Dès leurs débuts, les regroupements hétéroclites des opposants aux mesures ont eu de la difficulté à se distancier des agitateurs d’extrême droite. Ou peut-être ont-ils manqué de volonté. Les néonazis présents à Berne ont reçu des félicitations au sein d’un canal Telegram dédié au mouvement antimesure: «Vous avez le courage de mener la manifestation. Continuez, les gars, nous avons besoin de vous», écrit un partisan.
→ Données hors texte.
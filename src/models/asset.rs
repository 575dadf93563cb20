use std::fmt;

use serde::{Deserialize, Serialize};

use super::Symbol;

/// Kind of asset a lot was bought in.
#[derive(Debug, Clone, Copy, PartialEq, Eq, Hash, PartialOrd, Ord, Serialize, Deserialize)]
#[serde(rename_all = "snake_case")]
pub enum AssetType {
    Crypto,
    Stock,
    Etf,
    /// User-defined asset outside the catalog; priced manually.
    Custom,
}

impl AssetType {
    /// Quantity precision used when the catalog has no explicit value.
    ///
    /// Custom assets take the configured default instead.
    pub fn default_precision(self, custom_precision: u32) -> u32 {
        match self {
            AssetType::Crypto => 6,
            AssetType::Stock | AssetType::Etf => 2,
            AssetType::Custom => custom_precision,
        }
    }

    pub fn is_custom(self) -> bool {
        matches!(self, AssetType::Custom)
    }

    pub fn as_str(self) -> &'static str {
        match self {
            AssetType::Crypto => "crypto",
            AssetType::Stock => "stock",
            AssetType::Etf => "etf",
            AssetType::Custom => "custom",
        }
    }
}

impl fmt::Display for AssetType {
    fn fmt(&self, f: &mut fmt::Formatter<'_>) -> fmt::Result {
        f.write_str(self.as_str())
    }
}

impl std::str::FromStr for AssetType {
    type Err = anyhow::Error;

    fn from_str(s: &str) -> Result<Self, Self::Err> {
        match s.trim().to_lowercase().as_str() {
            "crypto" => Ok(AssetType::Crypto),
            "stock" => Ok(AssetType::Stock),
            "etf" => Ok(AssetType::Etf),
            "custom" => Ok(AssetType::Custom),
            other => anyhow::bail!("Unknown asset type: {other}"),
        }
    }
}

/// Catalog entry describing a tradable (or user-defined) asset.
#[derive(Debug, Clone, PartialEq, Eq, Serialize, Deserialize)]
pub struct AssetDefinition {
    pub symbol: Symbol,
    pub name: String,
    pub asset_type: AssetType,
    /// Number of decimal places allowed for quantities of this asset.
    pub precision: u32,
    #[serde(default = "default_available")]
    pub available: bool,
}

fn default_available() -> bool {
    true
}

impl AssetDefinition {
    pub fn new(
        symbol: impl Into<Symbol>,
        name: impl Into<String>,
        asset_type: AssetType,
        precision: u32,
    ) -> Self {
        Self {
            symbol: symbol.into(),
            name: name.into(),
            asset_type,
            precision,
            available: true,
        }
    }

    pub fn crypto(symbol: impl Into<Symbol>, name: impl Into<String>) -> Self {
        Self::new(symbol, name, AssetType::Crypto, 6)
    }

    pub fn stock(symbol: impl Into<Symbol>, name: impl Into<String>) -> Self {
        Self::new(symbol, name, AssetType::Stock, 2)
    }

    pub fn etf(symbol: impl Into<Symbol>, name: impl Into<String>) -> Self {
        Self::new(symbol, name, AssetType::Etf, 2)
    }

    pub fn custom(symbol: impl Into<Symbol>, name: impl Into<String>, precision: u32) -> Self {
        Self::new(symbol, name, AssetType::Custom, precision)
    }
}
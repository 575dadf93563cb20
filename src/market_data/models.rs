use chrono::{DateTime, Utc};
use rust_decimal::Decimal;
use serde::{Deserialize, Serialize};

use crate::models::{AssetType, Currency, Known, Symbol};

/// Provider family an asset is priced by. Stocks and ETFs share providers.
#[derive(Debug, Clone, Copy, PartialEq, Eq, Hash, PartialOrd, Ord, Serialize, Deserialize)]
#[serde(rename_all = "snake_case")]
pub enum PriceClass {
    Crypto,
    Equity,
}

impl PriceClass {
    /// `None` for custom assets, which are never sent to providers.
    pub fn for_asset(asset_type: AssetType) -> Option<Self> {
        match asset_type {
            AssetType::Crypto => Some(PriceClass::Crypto),
            AssetType::Stock | AssetType::Etf => Some(PriceClass::Equity),
            AssetType::Custom => None,
        }
    }
}

/// One symbol to resolve.
#[derive(Debug, Clone, PartialEq, Eq, Hash)]
pub struct PriceRequest {
    pub symbol: Symbol,
    pub asset_type: AssetType,
}

impl PriceRequest {
    pub fn new(symbol: impl Into<Symbol>, asset_type: AssetType) -> Self {
        Self {
            symbol: symbol.into(),
            asset_type,
        }
    }
}

/// Quote as returned by a provider, before the resolver stamps it.
///
/// `currency` is the currency the provider actually priced in.
#[derive(Debug, Clone, PartialEq)]
pub struct ProviderQuote {
    pub symbol: Symbol,
    pub price: Decimal,
    pub currency: Currency,
    pub change_24h_pct: Option<Decimal>,
}

/// Cached price observation, shared across users.
#[derive(Debug, Clone, PartialEq, Serialize, Deserialize)]
pub struct PriceQuote {
    pub symbol: Symbol,
    pub price: Decimal,
    pub currency: Currency,
    #[serde(default, skip_serializing_if = "Option::is_none")]
    pub change_24h_pct: Option<Decimal>,
    pub source: String,
    pub fetched_at: DateTime<Utc>,
}

/// Stages of the price waterfall, tried in order.
#[derive(Debug, Clone, Copy, PartialEq, Eq, Serialize, Deserialize)]
#[serde(rename_all = "snake_case")]
pub enum PriceTier {
    Primary,
    Secondary,
    CachedStale,
    Manual,
    Unavailable,
}

impl PriceTier {
    /// Ordered tiers for an asset type.
    pub fn waterfall(asset_type: AssetType) -> &'static [PriceTier] {
        const MARKET: &[PriceTier] = &[
            PriceTier::Primary,
            PriceTier::Secondary,
            PriceTier::CachedStale,
            PriceTier::Unavailable,
        ];
        const CUSTOM: &[PriceTier] = &[PriceTier::Manual, PriceTier::Unavailable];

        if asset_type.is_custom() {
            CUSTOM
        } else {
            MARKET
        }
    }
}

/// Where a resolved quote came from.
#[derive(Debug, Clone, Copy, PartialEq, Eq, Serialize, Deserialize)]
#[serde(rename_all = "snake_case")]
pub enum Provenance {
    /// Cached quote still inside its freshness TTL.
    Cache,
    Primary,
    Secondary,
    /// Cached quote past its TTL, used because every provider failed.
    CachedStale,
    Manual,
}

/// Outcome of resolving one symbol.
#[derive(Debug, Clone, PartialEq, Serialize, Deserialize)]
#[serde(tag = "status", rename_all = "snake_case")]
pub enum ResolvedPrice {
    Quoted {
        quote: PriceQuote,
        provenance: Provenance,
    },
    Unavailable,
}

impl ResolvedPrice {
    pub fn quote(&self) -> Option<&PriceQuote> {
        match self {
            ResolvedPrice::Quoted { quote, .. } => Some(quote),
            ResolvedPrice::Unavailable => None,
        }
    }

    pub fn provenance(&self) -> Option<Provenance> {
        match self {
            ResolvedPrice::Quoted { provenance, .. } => Some(*provenance),
            ResolvedPrice::Unavailable => None,
        }
    }

    pub fn price(&self) -> Known<Decimal> {
        self.quote().map(|q| q.price).into()
    }

    pub fn is_stale(&self) -> bool {
        self.provenance() == Some(Provenance::CachedStale)
    }

    /// Source label for rendering; stale replays carry a `(cached)` marker.
    pub fn display_source(&self) -> Option<String> {
        match self {
            ResolvedPrice::Quoted {
                quote,
                provenance: Provenance::CachedStale,
            } => Some(format!("{} (cached)", quote.source)),
            ResolvedPrice::Quoted { quote, .. } => Some(quote.source.clone()),
            ResolvedPrice::Unavailable => None,
        }
    }
}
use anyhow::Result;
use tracing::{debug, warn};

use super::{ExchangeRate, RateTable};
use crate::models::Currency;

/// Upstream source of current exchange rates.
#[async_trait::async_trait]
pub trait FxRateSource: Send + Sync {
    /// Latest directed rate `from->to`, or `None` if the source does not quote the pair.
    async fn fetch_rate(&self, from: &Currency, to: &Currency) -> Result<Option<ExchangeRate>>;

    fn name(&self) -> &str;
}

/// Fill `table` with every pair in `pairs` it does not already hold.
///
/// Source failures are logged and leave the pair missing; the converter then
/// flags any amount that needed it.
pub async fn fill_missing_rates(
    table: &mut RateTable,
    pairs: &[(Currency, Currency)],
    source: &dyn FxRateSource,
) {
    for (from, to) in pairs {
        if from == to || table.contains(from, to) {
            continue;
        }
        match source.fetch_rate(from, to).await {
            Ok(Some(rate)) => {
                debug!(from = %from, to = %to, rate = %rate.rate, source = source.name(), "exchange rate fetched");
                if let Err(e) = table.insert(rate) {
                    warn!(from = %from, to = %to, error = %e, "discarding invalid exchange rate");
                }
            }
            Ok(None) => {
                warn!(from = %from, to = %to, source = source.name(), "exchange rate not quoted by source");
            }
            Err(e) => {
                warn!(from = %from, to = %to, source = source.name(), error = %e, "exchange rate fetch failed");
            }
        }
    }
}
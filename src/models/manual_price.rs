use chrono::{DateTime, Utc};
use rust_decimal::Decimal;
use serde::{Deserialize, Serialize};

use super::{Currency, Symbol};

/// A price typed in by the user for an asset no provider covers.
#[derive(Debug, Clone, PartialEq, Serialize, Deserialize)]
pub struct ManualPrice {
    pub symbol: Symbol,
    pub price: Decimal,
    pub currency: Currency,
    pub entered_at: DateTime<Utc>,
}
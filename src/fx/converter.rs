use rust_decimal::Decimal;
use serde::{Deserialize, Serialize};
use tracing::warn;

use super::RateTable;
use crate::models::Currency;

#[derive(Debug, Clone, Copy, PartialEq, Eq, Serialize, Deserialize)]
#[serde(rename_all = "snake_case")]
pub enum ConversionStatus {
    /// Source and target currency are the same; amount returned as-is.
    Identity,
    Converted,
    /// No `from->to` rate was available and the amount was passed through
    /// unconverted. Figures built on it are not currency-consistent.
    MissingRate,
}

/// Result of converting one amount.
#[derive(Debug, Clone, Copy, PartialEq, Eq)]
pub struct Conversion {
    pub amount: Decimal,
    pub status: ConversionStatus,
}

impl Conversion {
    pub fn is_missing_rate(&self) -> bool {
        self.status == ConversionStatus::MissingRate
    }
}

/// Convert `amount` from one currency to another using the directed rate table.
///
/// A missing rate returns the amount unconverted, tagged
/// [`ConversionStatus::MissingRate`] and logged.
pub fn convert(amount: Decimal, from: &Currency, to: &Currency, rates: &RateTable) -> Conversion {
    if from == to {
        return Conversion {
            amount,
            status: ConversionStatus::Identity,
        };
    }

    match rates.rate(from, to) {
        Some(rate) => Conversion {
            amount: amount * rate,
            status: ConversionStatus::Converted,
        },
        None => {
            warn!(
                from = %from,
                to = %to,
                amount = %amount,
                "no exchange rate available; passing amount through unconverted"
            );
            Conversion {
                amount,
                status: ConversionStatus::MissingRate,
            }
        }
    }
}
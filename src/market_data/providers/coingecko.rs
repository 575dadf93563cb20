//! CoinGecko crypto price provider.
//!
//! Uses the `/simple/price` endpoint, which quotes any number of coins in one
//! request. CoinGecko identifies coins by id (`bitcoin`), not ticker, so
//! symbols are mapped before the call and back again on the way out.

use std::collections::HashMap;

use anyhow::Result;
use reqwest::Client;
use secrecy::{ExposeSecret, SecretString};
use serde_json::Value;

use super::{decimal_field, fetch_json};
use crate::market_data::{PriceProvider, ProviderQuote};
use crate::models::{Currency, Symbol};

const COINGECKO_API_BASE: &str = "https://api.coingecko.com/api/v3";

pub struct CoinGeckoProvider {
    client: Client,
    base_url: String,
    api_key: Option<SecretString>,
    quote_currency: Currency,
    custom_mappings: HashMap<String, String>,
}

impl CoinGeckoProvider {
    pub fn new() -> Self {
        Self {
            client: Client::new(),
            base_url: COINGECKO_API_BASE.to_string(),
            api_key: None,
            quote_currency: Currency::usd(),
            custom_mappings: HashMap::new(),
        }
    }

    pub fn with_client(mut self, client: Client) -> Self {
        self.client = client;
        self
    }

    pub fn with_base_url(mut self, base_url: impl Into<String>) -> Self {
        self.base_url = base_url.into().trim_end_matches('/').to_string();
        self
    }

    /// Demo or pro API key, sent as `x-cg-demo-api-key`.
    pub fn with_api_key(mut self, api_key: SecretString) -> Self {
        self.api_key = Some(api_key);
        self
    }

    pub fn with_quote_currency(mut self, currency: Currency) -> Self {
        self.quote_currency = currency;
        self
    }

    /// Quote currency as CoinGecko spells it in requests and responses, e.g. "usd".
    fn vs_currency(&self) -> String {
        self.quote_currency.as_str().to_lowercase()
    }

    /// Adds a single custom mapping from symbol to CoinGecko ID.
    pub fn with_mapping(mut self, symbol: impl AsRef<str>, coingecko_id: impl Into<String>) -> Self {
        self.custom_mappings
            .insert(symbol.as_ref().to_uppercase(), coingecko_id.into());
        self
    }

    /// Maps a ticker to a CoinGecko coin id, falling back to the lowercase ticker.
    fn coin_id(&self, symbol: &Symbol) -> String {
        if let Some(id) = self.custom_mappings.get(symbol.as_str()) {
            return id.clone();
        }

        let id = match symbol.as_str() {
            "BTC" => "bitcoin",
            "ETH" => "ethereum",
            "USDT" => "tether",
            "USDC" => "usd-coin",
            "BNB" => "binancecoin",
            "XRP" => "ripple",
            "ADA" => "cardano",
            "DOGE" => "dogecoin",
            "SOL" => "solana",
            "DOT" => "polkadot",
            "MATIC" | "POL" => "matic-network",
            "LTC" => "litecoin",
            "SHIB" => "shiba-inu",
            "TRX" => "tron",
            "AVAX" => "avalanche-2",
            "DAI" => "dai",
            "LINK" => "chainlink",
            "ATOM" => "cosmos",
            "UNI" => "uniswap",
            "ETC" => "ethereum-classic",
            "XLM" => "stellar",
            "BCH" => "bitcoin-cash",
            "ALGO" => "algorand",
            "NEAR" => "near",
            "ARB" => "arbitrum",
            "OP" => "optimism",
            "AAVE" => "aave",
            "XMR" => "monero",
            "WBTC" => "wrapped-bitcoin",
            "WETH" => "weth",
            "STETH" => "staked-ether",
            other => return other.to_lowercase(),
        };
        id.to_string()
    }

    fn parse_quotes(&self, body: &Value, ids: &HashMap<String, Vec<Symbol>>) -> Vec<ProviderQuote> {
        let vs_currency = self.vs_currency();
        let change_key = format!("{vs_currency}_24h_change");
        let mut quotes = Vec::new();

        for (coin_id, symbols) in ids {
            let Some(entry) = body.get(coin_id) else {
                continue;
            };
            let Some(price) = decimal_field(entry.get(&vs_currency)) else {
                continue;
            };
            let change = decimal_field(entry.get(&change_key));
            for symbol in symbols {
                quotes.push(ProviderQuote {
                    symbol: symbol.clone(),
                    price,
                    currency: self.quote_currency.clone(),
                    change_24h_pct: change,
                });
            }
        }

        quotes
    }
}

impl Default for CoinGeckoProvider {
    fn default() -> Self {
        Self::new()
    }
}

#[async_trait::async_trait]
impl PriceProvider for CoinGeckoProvider {
    async fn fetch_quotes(&self, symbols: &[Symbol]) -> Result<Vec<ProviderQuote>> {
        if symbols.is_empty() {
            return Ok(Vec::new());
        }

        // Several tickers can share one coin id (MATIC/POL).
        let mut ids: HashMap<String, Vec<Symbol>> = HashMap::new();
        for symbol in symbols {
            ids.entry(self.coin_id(symbol)).or_default().push(symbol.clone());
        }
        let mut id_list: Vec<&str> = ids.keys().map(String::as_str).collect();
        id_list.sort_unstable();

        let url = format!("{}/simple/price", self.base_url);
        let mut request = self.client.get(&url).query(&[
            ("ids", id_list.join(",")),
            ("vs_currencies", self.vs_currency()),
            ("include_24hr_change", "true".to_string()),
        ]);
        if let Some(key) = &self.api_key {
            request = request.header("x-cg-demo-api-key", key.expose_secret());
        }

        let body = fetch_json(request, self.name()).await?;
        Ok(self.parse_quotes(&body, &ids))
    }

    fn name(&self) -> &str {
        "coingecko"
    }
}
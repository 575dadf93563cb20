use std::fmt;
use std::str::FromStr;
use std::sync::OnceLock;

use regex::Regex;
use serde::{Deserialize, Serialize};

#[derive(Debug, thiserror::Error, PartialEq, Eq)]
#[error("Invalid currency code {value:?}: expected three ASCII letters such as \"USD\"")]
pub struct CurrencyError {
    value: String,
}

/// ISO-4217 style currency code, always upper case.
#[derive(Debug, Clone, PartialEq, Eq, Hash, PartialOrd, Ord, Serialize, Deserialize)]
#[serde(try_from = "String", into = "String")]
pub struct Currency(String);

fn currency_pattern() -> &'static Regex {
    static PATTERN: OnceLock<Regex> = OnceLock::new();
    PATTERN.get_or_init(|| Regex::new(r"^[A-Z]{3}$").expect("currency pattern is valid"))
}

impl Currency {
    pub fn parse(value: &str) -> Result<Self, CurrencyError> {
        let normalized = value.trim().to_uppercase();
        if currency_pattern().is_match(&normalized) {
            Ok(Self(normalized))
        } else {
            Err(CurrencyError {
                value: value.to_string(),
            })
        }
    }

    pub fn usd() -> Self {
        Self("USD".to_string())
    }

    pub fn as_str(&self) -> &str {
        &self.0
    }
}

impl FromStr for Currency {
    type Err = CurrencyError;

    fn from_str(s: &str) -> Result<Self, Self::Err> {
        Self::parse(s)
    }
}

impl TryFrom<String> for Currency {
    type Error = CurrencyError;

    fn try_from(value: String) -> Result<Self, Self::Error> {
        Self::parse(&value)
    }
}

impl From<Currency> for String {
    fn from(value: Currency) -> Self {
        value.0
    }
}

impl fmt::Display for Currency {
    fn fmt(&self, f: &mut fmt::Formatter<'_>) -> fmt::Result {
        self.0.fmt(f)
    }
}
Des voix critiques s’élèvent toutefois, même parmi ceux qui contestent les dispositions sanitaires du Conseil fédéral. Robin Spiri, figure notoire du mouvement, qualifie même les événements de «honte». Le lendemain de la manifestation, il a exprimé sa position sur Telegram: «Je condamne ces actions avec la plus grande fermeté et demande à tous les défenseurs des droits civiques de s’y opposer.» Peu après, il a supprimé son message.